Scan the entries below for the word "matches". Copy each line that has it.

------------------------------------

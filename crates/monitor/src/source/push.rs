use std::sync::Arc;

use async_trait::async_trait;
use metrics::counter;
use tokio::sync::{mpsc, watch};
use tracing::{debug, info, warn};

use ledger_watch_domain::{
    error::WatchError, PushLedgerClient, PushSubscription, SessionSettings, SubscriptionOptions,
};

use super::{emit, spawn_producer, stop_requested, EventSource, SequenceGate, SourceEvent, SourceHandle};

/// Adapter over a ledger client's native subscription.
pub struct PushEventSource<C> {
    client: Arc<C>,
    settings: SessionSettings,
}

impl<C> PushEventSource<C>
where
    C: PushLedgerClient + 'static,
{
    pub fn new(client: Arc<C>, settings: SessionSettings) -> Self {
        Self { client, settings }
    }
}

#[async_trait]
impl<C> EventSource for PushEventSource<C>
where
    C: PushLedgerClient + 'static,
{
    fn mode(&self) -> &'static str {
        "push"
    }

    async fn start(&self, options: &SubscriptionOptions) -> Result<SourceHandle, WatchError> {
        options.validate()?;
        let subscription = self
            .client
            .subscribe_native(options)
            .await
            .map_err(WatchError::from_start_failure)?;

        let gate = SequenceGate::new(options.start_cursor());
        let target = options.target().to_string();
        info!(%target, "native subscription registered");

        Ok(spawn_producer(
            self.settings.channel_capacity,
            self.settings.teardown_timeout,
            move |tx, stop_rx| drive(subscription, tx, stop_rx, gate, target),
        ))
    }
}

async fn drive(
    mut subscription: Box<dyn PushSubscription>,
    tx: mpsc::Sender<SourceEvent>,
    mut stop_rx: watch::Receiver<bool>,
    mut gate: SequenceGate,
    target: String,
) {
    loop {
        let item = tokio::select! {
            biased;
            _ = stop_requested(&mut stop_rx) => break,
            item = subscription.next_event() => item,
        };

        match item {
            Some(Ok(event)) => {
                if !gate.admit(event.sequence) {
                    counter!("watch_events_dropped_total", "reason" => "duplicate").increment(1);
                    debug!(%target, sequence = ?event.sequence, "skipping already delivered sequence");
                    continue;
                }
                if emit(&tx, &mut stop_rx, SourceEvent::Raw(event)).await.is_err() {
                    break;
                }
            }
            Some(Err(err)) => {
                warn!(%target, reason = %err, "native subscription failed");
                let _ = emit(&tx, &mut stop_rx, SourceEvent::Failed(err.to_string())).await;
                break;
            }
            None => {
                info!(%target, "native subscription completed");
                let _ = emit(&tx, &mut stop_rx, SourceEvent::Completed).await;
                break;
            }
        }
    }

    match subscription.unsubscribe().await {
        Ok(()) => debug!(%target, "native subscription released"),
        Err(err) => warn!(%target, reason = %err, "native unsubscribe failed"),
    }
}

#[cfg(test)]
mod tests {
    use super::*;
    use crate::source::StopOutcome;
    use ledger_watch_domain::{LedgerError, LedgerResult, RawLedgerEvent, WatchTarget};
    use serde_json::json;
    use std::{
        sync::{
            atomic::{AtomicUsize, Ordering},
            Mutex,
        },
        time::Duration,
    };

    type Feed = mpsc::UnboundedSender<LedgerResult<RawLedgerEvent>>;

    #[derive(Default)]
    struct MockClient {
        feed: Mutex<Option<mpsc::UnboundedReceiver<LedgerResult<RawLedgerEvent>>>>,
        unsubscribed: Arc<AtomicUsize>,
    }

    impl MockClient {
        fn with_feed() -> (Arc<Self>, Feed) {
            let (tx, rx) = mpsc::unbounded_channel();
            let client = Self {
                feed: Mutex::new(Some(rx)),
                ..Default::default()
            };
            (Arc::new(client), tx)
        }
    }

    struct MockSubscription {
        rx: mpsc::UnboundedReceiver<LedgerResult<RawLedgerEvent>>,
        unsubscribed: Arc<AtomicUsize>,
    }

    #[async_trait]
    impl PushSubscription for MockSubscription {
        async fn next_event(&mut self) -> Option<LedgerResult<RawLedgerEvent>> {
            self.rx.recv().await
        }

        async fn unsubscribe(&mut self) -> LedgerResult<()> {
            self.unsubscribed.fetch_add(1, Ordering::SeqCst);
            Ok(())
        }
    }

    #[async_trait]
    impl PushLedgerClient for MockClient {
        async fn subscribe_native(
            &self,
            options: &SubscriptionOptions,
        ) -> LedgerResult<Box<dyn PushSubscription>> {
            if options.target() != &WatchTarget::AllBlocks {
                return Err(LedgerError::unknown_target(options.target()));
            }
            let rx = self.feed.lock().unwrap().take().ok_or(LedgerError::Closed)?;
            Ok(Box::new(MockSubscription {
                rx,
                unsubscribed: self.unsubscribed.clone(),
            }))
        }
    }

    fn block(n: u64) -> LedgerResult<RawLedgerEvent> {
        Ok(RawLedgerEvent::json(n, json!({"number": n})))
    }

    fn source(client: Arc<MockClient>) -> PushEventSource<MockClient> {
        PushEventSource::new(client, SessionSettings::default())
    }

    #[tokio::test]
    async fn forwards_events_and_suppresses_duplicates() {
        let (client, feed) = MockClient::with_feed();
        let options = SubscriptionOptions::new(WatchTarget::AllBlocks).with_start_cursor(5);
        let mut handle = source(client.clone()).start(&options).await.expect("starts");

        for n in [4, 5, 6, 6, 7] {
            feed.send(block(n)).unwrap();
        }
        drop(feed);

        let mut seen = Vec::new();
        while let Some(event) = handle.recv().await {
            match event {
                SourceEvent::Raw(raw) => seen.push(raw.sequence),
                SourceEvent::Completed => break,
                other => panic!("unexpected {other:?}"),
            }
        }
        assert_eq!(seen, vec![Some(6), Some(7)]);
        handle.stop().await;
        assert_eq!(client.unsubscribed.load(Ordering::SeqCst), 1);
    }

    #[tokio::test]
    async fn subscription_error_is_terminal() {
        let (client, feed) = MockClient::with_feed();
        let options = SubscriptionOptions::new(WatchTarget::AllBlocks);
        let mut handle = source(client.clone()).start(&options).await.unwrap();

        feed.send(block(1)).unwrap();
        feed.send(Err(LedgerError::Rpc("ConnectionReset".into()))).unwrap();
        feed.send(block(2)).unwrap();

        assert!(matches!(handle.recv().await, Some(SourceEvent::Raw(_))));
        match handle.recv().await {
            Some(SourceEvent::Failed(message)) => assert!(message.contains("ConnectionReset")),
            other => panic!("expected failure, got {other:?}"),
        }
        assert_eq!(handle.recv().await, None);
        assert_eq!(client.unsubscribed.load(Ordering::SeqCst), 1);
    }

    #[tokio::test]
    async fn unknown_target_fails_fast() {
        let (client, _feed) = MockClient::with_feed();
        let options = SubscriptionOptions::new(WatchTarget::StateClass { name: "X".into() });
        let err = source(client.clone()).start(&options).await.unwrap_err();
        assert!(matches!(err, WatchError::Configuration(_)));
        assert_eq!(client.unsubscribed.load(Ordering::SeqCst), 0);
    }

    #[tokio::test]
    async fn stop_unsubscribes_exactly_once() {
        let (client, feed) = MockClient::with_feed();
        let options = SubscriptionOptions::new(WatchTarget::AllBlocks);
        let mut handle = source(client.clone()).start(&options).await.unwrap();

        assert_eq!(handle.stop().await, StopOutcome::Stopped);
        assert_eq!(handle.stop().await, StopOutcome::AlreadyStopped);
        tokio::time::sleep(Duration::from_millis(10)).await;
        assert_eq!(client.unsubscribed.load(Ordering::SeqCst), 1);
        drop(feed);
    }
}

------------------------------------

> _Problem solution_
        assert!(matches!(handle.recv().await, Some(SourceEvent::Raw(_))));
        assert!(matches!(err, WatchError::Configuration(_)));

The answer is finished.